Data to use.
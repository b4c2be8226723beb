use std::collections::HashMap;

use figment::{
    providers::{Env, Format, Toml},
    Figment,
};
use serde::{Deserialize, Serialize};

/// Top-level config (arsenal.toml + ARSENAL_* env overrides).
#[derive(Debug, Clone, Serialize, Deserialize, Default)]
pub struct ArsenalConfig {
    #[serde(default)]
    pub database: DatabaseConfig,
    #[serde(default)]
    pub scheduler: SchedulerConfig,
    #[serde(default)]
    pub events: EventsConfig,
}

#[derive(Debug, Clone, Serialize, Deserialize)]
pub struct DatabaseConfig {
    #[serde(default = "default_db_path")]
    pub path: String,
}

impl Default for DatabaseConfig {
    fn default() -> Self {
        Self {
            path: default_db_path(),
        }
    }
}

/// Scheduling-loop configuration.
#[derive(Debug, Clone, Serialize, Deserialize)]
pub struct SchedulerConfig {
    /// Poll interval of the dispatch loop in seconds.
    #[serde(default = "default_tick_secs")]
    pub tick_secs: u64,
    /// How many times a failed store operation is retried before giving up.
    #[serde(default = "default_store_retry_attempts")]
    pub store_retry_attempts: u32,
}

impl Default for SchedulerConfig {
    fn default() -> Self {
        Self {
            tick_secs: default_tick_secs(),
            store_retry_attempts: default_store_retry_attempts(),
        }
    }
}

/// Event-domain configuration.
#[derive(Debug, Clone, Serialize, Deserialize)]
pub struct EventsConfig {
    /// Minutes after the event start before the recruitment post is deleted.
    #[serde(default = "default_recruitment_grace_min")]
    pub recruitment_delete_grace_min: i64,
    /// Seconds between countdown refreshes of the recruitment post.
    #[serde(default = "default_status_refresh_secs")]
    pub status_refresh_secs: i64,
    /// Named event templates, keyed by the `event_type` an event references.
    /// Unknown types fall back to [`EventTemplate::default`].
    #[serde(default)]
    pub templates: HashMap<String, EventTemplate>,
}

impl Default for EventsConfig {
    fn default() -> Self {
        Self {
            recruitment_delete_grace_min: default_recruitment_grace_min(),
            status_refresh_secs: default_status_refresh_secs(),
            templates: HashMap::new(),
        }
    }
}

/// Per-event-type timing and recruitment behavior.
///
/// Delays are minutes *before* the event start at which the corresponding
/// task fires.
#[derive(Debug, Clone, Serialize, Deserialize)]
pub struct EventTemplate {
    #[serde(default = "default_main_delay")]
    pub main_passcode_delay_min: i64,
    #[serde(default = "default_pl_delay")]
    pub pl_passcode_delay_min: i64,
    #[serde(default = "default_support_delay")]
    pub support_passcode_delay_min: i64,
    #[serde(default = "bool_true")]
    pub use_recruitment_posts: bool,
    #[serde(default = "bool_true")]
    pub delete_recruitment_posts: bool,
}

impl Default for EventTemplate {
    fn default() -> Self {
        Self {
            main_passcode_delay_min: default_main_delay(),
            pl_passcode_delay_min: default_pl_delay(),
            support_passcode_delay_min: default_support_delay(),
            use_recruitment_posts: true,
            delete_recruitment_posts: true,
        }
    }
}

fn bool_true() -> bool {
    true
}
fn default_tick_secs() -> u64 {
    1
}
fn default_store_retry_attempts() -> u32 {
    3
}
fn default_recruitment_grace_min() -> i64 {
    30
}
fn default_status_refresh_secs() -> i64 {
    60
}
fn default_main_delay() -> i64 {
    15
}
fn default_pl_delay() -> i64 {
    45
}
fn default_support_delay() -> i64 {
    30
}
fn default_db_path() -> String {
    let home = std::env::var("HOME").unwrap_or_else(|_| ".".to_string());
    format!("{}/.arsenal/arsenal.db", home)
}

impl ArsenalConfig {
    /// Load config from a TOML file with ARSENAL_* env var overrides.
    ///
    /// Falls back to `~/.arsenal/arsenal.toml` when no path is given; a
    /// missing file yields the defaults.
    pub fn load(config_path: Option<&str>) -> crate::error::Result<Self> {
        let path = config_path
            .map(String::from)
            .unwrap_or_else(default_config_path);

        let config: ArsenalConfig = Figment::new()
            .merge(Toml::file(&path))
            .merge(Env::prefixed("ARSENAL_").split("_"))
            .extract()
            .map_err(|e| crate::error::ArsenalError::Config(e.to_string()))?;

        Ok(config)
    }
}

fn default_config_path() -> String {
    let home = std::env::var("HOME").unwrap_or_else(|_| ".".to_string());
    format!("{}/.arsenal/arsenal.toml", home)
}

#[cfg(test)]
mod tests {
    use super::*;

    #[test]
    fn defaults_are_sane() {
        let cfg = ArsenalConfig::default();
        assert_eq!(cfg.scheduler.tick_secs, 1);
        assert_eq!(cfg.events.recruitment_delete_grace_min, 30);
        assert!(cfg.events.templates.is_empty());
    }

    #[test]
    fn template_defaults_match_standard_run() {
        let tpl = EventTemplate::default();
        assert_eq!(tpl.main_passcode_delay_min, 15);
        assert_eq!(tpl.pl_passcode_delay_min, 45);
        assert!(tpl.use_recruitment_posts);
    }
}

Work required. Please output the listing in full, exactly as it was given above.

Expected answer.
repository b4c2be8226723beb
use std::collections::HashMap;

use figment::{
    providers::{Env, Format, Toml},
    Figment,
};
use serde::{Deserialize, Serialize};

/// Top-level config (arsenal.toml + ARSENAL_* env overrides).
#[derive(Debug, Clone, Serialize, Deserialize, Default)]
pub struct ArsenalConfig {
    #[serde(default)]
    pub database: DatabaseConfig,
    #[serde(default)]
    pub scheduler: SchedulerConfig,
    #[serde(default)]
    pub events: EventsConfig,
}

#[derive(Debug, Clone, Serialize, Deserialize)]
pub struct DatabaseConfig {
    #[serde(default = "default_db_path")]
    pub path: String,
}

impl Default for DatabaseConfig {
    fn default() -> Self {
        Self {
            path: default_db_path(),
        }
    }
}

/// Scheduling-loop configuration.
#[derive(Debug, Clone, Serialize, Deserialize)]
pub struct SchedulerConfig {
    /// Poll interval of the dispatch loop in seconds.
    #[serde(default = "default_tick_secs")]
    pub tick_secs: u64,
    /// How many times a failed store operation is retried before giving up.
    #[serde(default = "default_store_retry_attempts")]
    pub store_retry_attempts: u32,
}

impl Default for SchedulerConfig {
    fn default() -> Self {
        Self {
            tick_secs: default_tick_secs(),
            store_retry_attempts: default_store_retry_attempts(),
        }
    }
}

/// Event-domain configuration.
#[derive(Debug, Clone, Serialize, Deserialize)]
pub struct EventsConfig {
    /// Minutes after the event start before the recruitment post is deleted.
    #[serde(default = "default_recruitment_grace_min")]
    pub recruitment_delete_grace_min: i64,
    /// Seconds between countdown refreshes of the recruitment post.
    #[serde(default = "default_status_refresh_secs")]
    pub status_refresh_secs: i64,
    /// Named event templates, keyed by the `event_type` an event references.
    /// Unknown types fall back to [`EventTemplate::default`].
    #[serde(default)]
    pub templates: HashMap<String, EventTemplate>,
}

impl Default for EventsConfig {
    fn default() -> Self {
        Self {
            recruitment_delete_grace_min: default_recruitment_grace_min(),
            status_refresh_secs: default_status_refresh_secs(),
            templates: HashMap::new(),
        }
    }
}

/// Per-event-type timing and recruitment behavior.
///
/// Delays are minutes *before* the event start at which the corresponding
/// task fires.
#[derive(Debug, Clone, Serialize, Deserialize)]
pub struct EventTemplate {
    #[serde(default = "default_main_delay")]
    pub main_passcode_delay_min: i64,
    #[serde(default = "default_pl_delay")]
    pub pl_passcode_delay_min: i64,
    #[serde(default = "default_support_delay")]
    pub support_passcode_delay_min: i64,
    #[serde(default = "bool_true")]
    pub use_recruitment_posts: bool,
    #[serde(default = "bool_true")]
    pub delete_recruitment_posts: bool,
}

impl Default for EventTemplate {
    fn default() -> Self {
        Self {
            main_passcode_delay_min: default_main_delay(),
            pl_passcode_delay_min: default_pl_delay(),
            support_passcode_delay_min: default_support_delay(),
            use_recruitment_posts: true,
            delete_recruitment_posts: true,
        }
    }
}

fn bool_true() -> bool {
    true
}
fn default_tick_secs() -> u64 {
    1
}
fn default_store_retry_attempts() -> u32 {
    3
}
fn default_recruitment_grace_min() -> i64 {
    30
}
fn default_status_refresh_secs() -> i64 {
    60
}
fn default_main_delay() -> i64 {
    15
}
fn default_pl_delay() -> i64 {
    45
}
fn default_support_delay() -> i64 {
    30
}
fn default_db_path() -> String {
    let home = std::env::var("HOME").unwrap_or_else(|_| ".".to_string());
    format!("{}/.arsenal/arsenal.db", home)
}

impl ArsenalConfig {
    /// Load config from a TOML file with ARSENAL_* env var overrides.
    ///
    /// Falls back to `~/.arsenal/arsenal.toml` when no path is given; a
    /// missing file yields the defaults.
    pub fn load(config_path: Option<&str>) -> crate::error::Result<Self> {
        let path = config_path
            .map(String::from)
            .unwrap_or_else(default_config_path);

        let config: ArsenalConfig = Figment::new()
            .merge(Toml::file(&path))
            .merge(Env::prefixed("ARSENAL_").split("_"))
            .extract()
            .map_err(|e| crate::error::ArsenalError::Config(e.to_string()))?;

        Ok(config)
    }
}

fn default_config_path() -> String {
    let home = std::env::var("HOME").unwrap_or_else(|_| ".".to_string());
    format!("{}/.arsenal/arsenal.toml", home)
}

#[cfg(test)]
mod tests {
    use super::*;

    #[test]
    fn defaults_are_sane() {
        let cfg = ArsenalConfig::default();
        assert_eq!(cfg.scheduler.tick_secs, 1);
        assert_eq!(cfg.events.recruitment_delete_grace_min, 30);
        assert!(cfg.events.templates.is_empty());
    }

    #[test]
    fn template_defaults_match_standard_run() {
        let tpl = EventTemplate::default();
        assert_eq!(tpl.main_passcode_delay_min, 15);
        assert_eq!(tpl.pl_passcode_delay_min, 45);
        assert!(tpl.use_recruitment_posts);
    }
}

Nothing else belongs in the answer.